High-entropy Fe-based spinel oxide for simultaneous electrochemical desalination and dye adsorption in textile wastewater remediation

The treatment of textile wastewater, which contains complex mixtures of persistent dyes and inorganic salts, remains a critical challenge due to the limitations of conventional biological and physicochemical methods. We developed a high-entropy Fe-based spinel oxide (HEFSO, (Co_0.2Ni_0.2Zn_0.2Mg_0.2Cu_0.2)Fe₂O₄) that demonstrates superior performance in simultaneous dye adsorption and capacitive deionization compared to conventional Fe₃O₄. For salt removal, the HEFSO achieves a superior electrosorption capacity of 98.8 mg g⁻¹ and 95 % capacity retention over 100 cycles, attributed to its entropy-stabilized lattice distortions and oxygen vacancies.
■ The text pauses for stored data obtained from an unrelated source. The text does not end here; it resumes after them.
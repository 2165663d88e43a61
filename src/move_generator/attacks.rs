//! Square attack queries shared by the generator and the evaluator.

use smallvec::SmallVec;

use crate::board::{Board, Color, Piece, PieceKind, Square};

pub const KNIGHT_OFFSETS: [(i8, i8); 8] = [
    (-2, -1),
    (-2, 1),
    (-1, -2),
    (-1, 2),
    (1, -2),
    (1, 2),
    (2, -1),
    (2, 1),
];

pub const KING_OFFSETS: [(i8, i8); 8] = [
    (-1, -1),
    (-1, 0),
    (-1, 1),
    (0, -1),
    (0, 1),
    (1, -1),
    (1, 0),
    (1, 1),
];

pub const ROOK_DIRECTIONS: [(i8, i8); 4] = [(-1, 0), (1, 0), (0, -1), (0, 1)];

pub const BISHOP_DIRECTIONS: [(i8, i8); 4] = [(-1, -1), (-1, 1), (1, -1), (1, 1)];

pub type AttackerList = SmallVec<[(Square, Piece); 8]>;

/// The first occupied square along a ray, if any.
pub fn first_piece_along(
    board: &Board,
    from: Square,
    direction: (i8, i8),
) -> Option<(Square, Piece)> {
    let mut current = from;
    while let Some(next) = current.offset(direction.0, direction.1) {
        if let Some(piece) = board.get(next) {
            return Some((next, piece));
        }
        current = next;
    }
    None
}

/// Whether any piece of `by_color` attacks `target` on the current board.
pub fn is_attacked(board: &Board, target: Square, by_color: Color) -> bool {
    let pawn_rank_delta = match by_color {
        Color::White => 1,
        Color::Black => -1,
    };
    for file_delta in [-1, 1] {
        if let Some(square) = target.offset(pawn_rank_delta, file_delta) {
            if board.get(square) == Some(Piece::new(PieceKind::Pawn, by_color)) {
                return true;
            }
        }
    }

    for (offsets, kind) in [
        (KNIGHT_OFFSETS, PieceKind::Knight),
        (KING_OFFSETS, PieceKind::King),
    ] {
        for (rank_delta, file_delta) in offsets {
            if let Some(square) = target.offset(rank_delta, file_delta) {
                if board.get(square) == Some(Piece::new(kind, by_color)) {
                    return true;
                }
            }
        }
    }

    for direction in ROOK_DIRECTIONS {
        if let Some((_, piece)) = first_piece_along(board, target, direction) {
            if piece.color == by_color
                && matches!(piece.kind, PieceKind::Rook | PieceKind::Queen)
            {
                return true;
            }
        }
    }
    for direction in BISHOP_DIRECTIONS {
        if let Some((_, piece)) = first_piece_along(board, target, direction) {
            if piece.color == by_color
                && matches!(piece.kind, PieceKind::Bishop | PieceKind::Queen)
            {
                return true;
            }
        }
    }

    false
}

/// Collects every piece bearing on `target`, split into attackers of the
/// side opposing `defender` and defenders of that side. Both lists come
/// back sorted cheapest first (by absolute material value, then square) so
/// the evaluator's exchange walk can feed pieces in trade order.
///
/// Only direct attacks are found; batteries hiding behind a front piece are
/// not unstacked.
pub fn attackers_of(board: &Board, target: Square, defender: Color) -> (AttackerList, AttackerList) {
    let mut enemies = AttackerList::new();
    let mut friends = AttackerList::new();
    let mut record = |square: Square, piece: Piece| {
        if piece.color == defender {
            friends.push((square, piece));
        } else {
            enemies.push((square, piece));
        }
    };

    // A pawn attacks `target` if it sits one rank behind it, diagonally,
    // from its own side's point of view.
    for color in Color::ALL {
        let pawn_rank_delta = match color {
            Color::White => 1,
            Color::Black => -1,
        };
        for file_delta in [-1, 1] {
            if let Some(square) = target.offset(pawn_rank_delta, file_delta) {
                let pawn = Piece::new(PieceKind::Pawn, color);
                if board.get(square) == Some(pawn) {
                    record(square, pawn);
                }
            }
        }
    }

    for (offsets, kind) in [
        (KNIGHT_OFFSETS, PieceKind::Knight),
        (KING_OFFSETS, PieceKind::King),
    ] {
        for (rank_delta, file_delta) in offsets {
            if let Some(square) = target.offset(rank_delta, file_delta) {
                if let Some(piece) = board.get(square) {
                    if piece.kind == kind {
                        record(square, piece);
                    }
                }
            }
        }
    }

    for direction in ROOK_DIRECTIONS {
        if let Some((square, piece)) = first_piece_along(board, target, direction) {
            if matches!(piece.kind, PieceKind::Rook | PieceKind::Queen) {
                record(square, piece);
            }
        }
    }
    for direction in BISHOP_DIRECTIONS {
        if let Some((square, piece)) = first_piece_along(board, target, direction) {
            if matches!(piece.kind, PieceKind::Bishop | PieceKind::Queen) {
                record(square, piece);
            }
        }
    }

    let cheapest_first = |(square, piece): &(Square, Piece)| (piece.material().abs(), *square);
    enemies.sort_by_key(cheapest_first);
    friends.sort_by_key(cheapest_first);
    (enemies, friends)
}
Density functional theory calculations reveal that multication synergy reduces Na⁺ migration barriers by 1.09 eV and adjusts adsorption sites, explaining the accelerated ion kinetics and enhanced adsorption ability. Furthermore, the HEFSO exhibits a strongly negative surface charge (zeta potential = −23.15 mV at pH 7), enabling up to 92 % higher adsorption capacity for cationic dyes (methylene blue, rhodamine 6G) than Fe₃O₄. This work not only demonstrates the first application of high-entropy spinel oxides in hybrid capacitive deionization (HCDI) but also provides atomic-level insights into their dual-functionality, offering a scalable material platform for textile wastewater remediation.